Colin Port, the Deputy Chief Constable of Norfolk Constabulary who headed the investigation into her death, said "without question" Fulton was the person who had masterminded her killing. Although he was back in prison at the time, he was excited when he heard the news of her death on the radio. He was linked to the killing by police informers but not forensics. It was also revealed that prior to his own death, Wright had threatened to kill Nelson in the belief she had defended IRA volunteers. Fulton was released from prison in April 2001.

==Death==
On 10 June 2002, Fulton, who was being held on remand in HMP Maghaberry since December 2001, was found dead in his prison cell with a leather belt around his neck. Fulton was found on his bed rather than hanging from the ceiling, leading to speculation that his death had been accidentally caused by autoerotic asphyxiation. Friends claimed he had expressed suicidal thoughts due to both his failure to recover from his close friend Wright's death, as well as his fears that he was suffering from stomach cancer. Some reports suggested his unstable mental state had seen him stood down as leader several weeks before his death, with the LVF's power base transferred to Belfast. He was also afraid that rival loyalist inmates wished to kill him inside the prison.

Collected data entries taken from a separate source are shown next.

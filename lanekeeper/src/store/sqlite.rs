//! SQLite-backed implementation of `Store`
//!
//! Documents live in one table keyed by the resource key string.
//! `INSERT OR REPLACE` is a single statement, so each save is atomic on its
//! own and a failed save leaves the previous row intact. Statements run on
//! tokio's blocking pool, one at a time.

use parking_lot::Mutex;
use rusqlite::{params, Connection, OptionalExtension};
use std::path::Path;
use std::sync::Arc;

use super::{blocking, Document, Store, StoreError};
use crate::key::ResourceKey;

fn backend(err: &rusqlite::Error) -> StoreError {
    StoreError::Backend(format!("sqlite: {err}"))
}

/// SQLite-backed document storage
pub struct SqliteStore {
    conn: Arc<Mutex<Connection>>,
}

impl SqliteStore {
    /// Open the database at `db_path`, creating the table if needed.
    ///
    /// # Errors
    ///
    /// Returns error if database cannot be opened or table creation fails.
    pub fn open<P: AsRef<Path>>(db_path: P) -> Result<Self, StoreError> {
        let conn = Connection::open(db_path).map_err(|e| backend(&e))?;
        Self::with_connection(conn)
    }

    /// Private in-memory database, mostly for tests
    ///
    /// # Errors
    ///
    /// Returns error if table creation fails.
    pub fn open_in_memory() -> Result<Self, StoreError> {
        let conn = Connection::open_in_memory().map_err(|e| backend(&e))?;
        Self::with_connection(conn)
    }

    fn with_connection(conn: Connection) -> Result<Self, StoreError> {
        conn.execute(
            "CREATE TABLE IF NOT EXISTS documents (
                key TEXT PRIMARY KEY,
                body TEXT NOT NULL
            )",
            [],
        )
        .map_err(|e| backend(&e))?;
        Ok(Self {
            conn: Arc::new(Mutex::new(conn)),
        })
    }
}

impl SqliteStore {
    /// Run `f` with the connection on the blocking pool
    async fn with_conn<T, F>(&self, f: F) -> Result<T, StoreError>
    where
        F: FnOnce(&Connection) -> Result<T, StoreError> + Send + 'static,
        T: Send + 'static,
    {
        let conn = Arc::clone(&self.conn);
        blocking(move || f(&conn.lock())).await
    }
}

impl Store for SqliteStore {
    async fn fetch(&self, key: &ResourceKey) -> Result<Option<Document>, StoreError> {
        let key = key.clone();
        self.with_conn(move |conn| {
            let body: Option<String> = conn
                .query_row(
                    "SELECT body FROM documents WHERE key = ?",
                    params![key.as_str()],
                    |row| row.get(0),
                )
                .optional()
                .map_err(|e| backend(&e))?;

            body.map(|text| Document::from_bytes(&key, text.as_bytes()))
                .transpose()
        })
        .await
    }

    async fn save(&self, key: &ResourceKey, doc: &Document) -> Result<(), StoreError> {
        let bytes = doc.to_bytes(key)?;
        let body = String::from_utf8(bytes)
            .map_err(|e| StoreError::Backend(format!("non-UTF-8 document '{key}': {e}")))?;
        let key = key.clone();
        self.with_conn(move |conn| {
            conn.execute(
                "INSERT OR REPLACE INTO documents (key, body) VALUES (?, ?)",
                params![key.as_str(), body],
            )
            .map_err(|e| backend(&e))?;
            Ok(())
        })
        .await
    }

    async fn remove(&self, key: &ResourceKey) -> Result<(), StoreError> {
        let key = key.clone();
        self.with_conn(move |conn| {
            conn.execute("DELETE FROM documents WHERE key = ?", params![key.as_str()])
                .map_err(|e| backend(&e))?;
            Ok(())
        })
        .await
    }

    async fn list(&self, prefix: &[&str]) -> Result<Vec<ResourceKey>, StoreError> {
        let prefix: Vec<String> = prefix.iter().map(|s| (*s).to_string()).collect();
        let rows = self
            .with_conn(|conn| {
                let mut stmt = conn
                    .prepare("SELECT key FROM documents ORDER BY key")
                    .map_err(|e| backend(&e))?;
                let rows = stmt
                    .query_map([], |row| row.get::<_, String>(0))
                    .map_err(|e| backend(&e))?
                    .collect::<Result<Vec<_>, _>>()
                    .map_err(|e| backend(&e))?;
                Ok(rows)
            })
            .await?;

        // Filter in Rust: `_` is a LIKE wildcard and a legal key character.
        let prefix: Vec<&str> = prefix.iter().map(String::as_str).collect();
        Ok(rows
            .iter()
            .filter_map(|raw| ResourceKey::parse(raw).ok())
            .filter(|key| key.has_prefix(&prefix))
            .collect())
    }
}

#[cfg(test)]
mod tests {
    use super::*;
    use serde_json::json;

    #[tokio::test]
    async fn test_roundtrip_and_replace() {
        let store = SqliteStore::open_in_memory().unwrap();
        let key = ResourceKey::guild("9").unwrap();

        assert!(store.fetch(&key).await.unwrap().is_none());
        store.save(&key, &Document::new(json!({"a": 1}))).await.unwrap();
        store.save(&key, &Document::new(json!({"a": 2}))).await.unwrap();

        let doc = store.load(&key).await.unwrap();
        assert_eq!(doc.as_value(), &json!({"a": 2}));
    }

    #[tokio::test]
    async fn test_list_treats_underscore_literally() {
        let store = SqliteStore::open_in_memory().unwrap();
        let wipe = ResourceKey::global(crate::key::GlobalPartition::WipeUsers);
        let other = ResourceKey::parse("global:wipeXusers").unwrap();
        store.save(&wipe, &Document::default()).await.unwrap();
        store.save(&other, &Document::default()).await.unwrap();

        assert_eq!(store.list(&["global", "wipe_users"]).await.unwrap(), vec![wipe]);
    }

    #[tokio::test(flavor = "multi_thread", worker_threads = 2)]
    async fn test_coordinated_writes_from_many_tasks() {
        use crate::{Coordinator, Error, QueueConfig};

        let store = SqliteStore::open_in_memory().unwrap();
        let coord = Coordinator::new(store, QueueConfig::default());
        let key = ResourceKey::user("1").unwrap();

        let tasks: Vec<_> = (0..10)
            .map(|_| {
                let coord = coord.clone();
                let key = key.clone();
                tokio::spawn(async move {
                    coord
                        .run_one(key.clone(), |txn| async move {
                            let doc = txn.load(&key).await?;
                            let n = doc.as_value()["n"].as_i64().unwrap_or(0);
                            txn.stage(&key, Document::new(json!({ "n": n + 1 })))?;
                            Ok::<_, Error>(())
                        })
                        .await
                })
            })
            .collect();
        for task in tasks {
            task.await.unwrap().unwrap();
        }

        let doc = coord.store().load(&key).await.unwrap();
        assert_eq!(doc.as_value(), &json!({ "n": 10 }));
    }
}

At the time of his death, Fulton had been awaiting trial, having been charged with conspiracy to murder Rodney Jennett, a member of a rival loyalist paramilitary organisation, in connection with an ongoing feud. He left behind his wife, Louise and two children, Lee and Alana. His funeral was attended by 500 mourners, including a number of senior loyalist paramilitaries, including Johnny Adair and John White, who acted as pallbearers alongside Fulton's brother Jim and son, Lee. After a service at St Columba's Parish Church, he was interred in Kernan Cemetery in Portadown.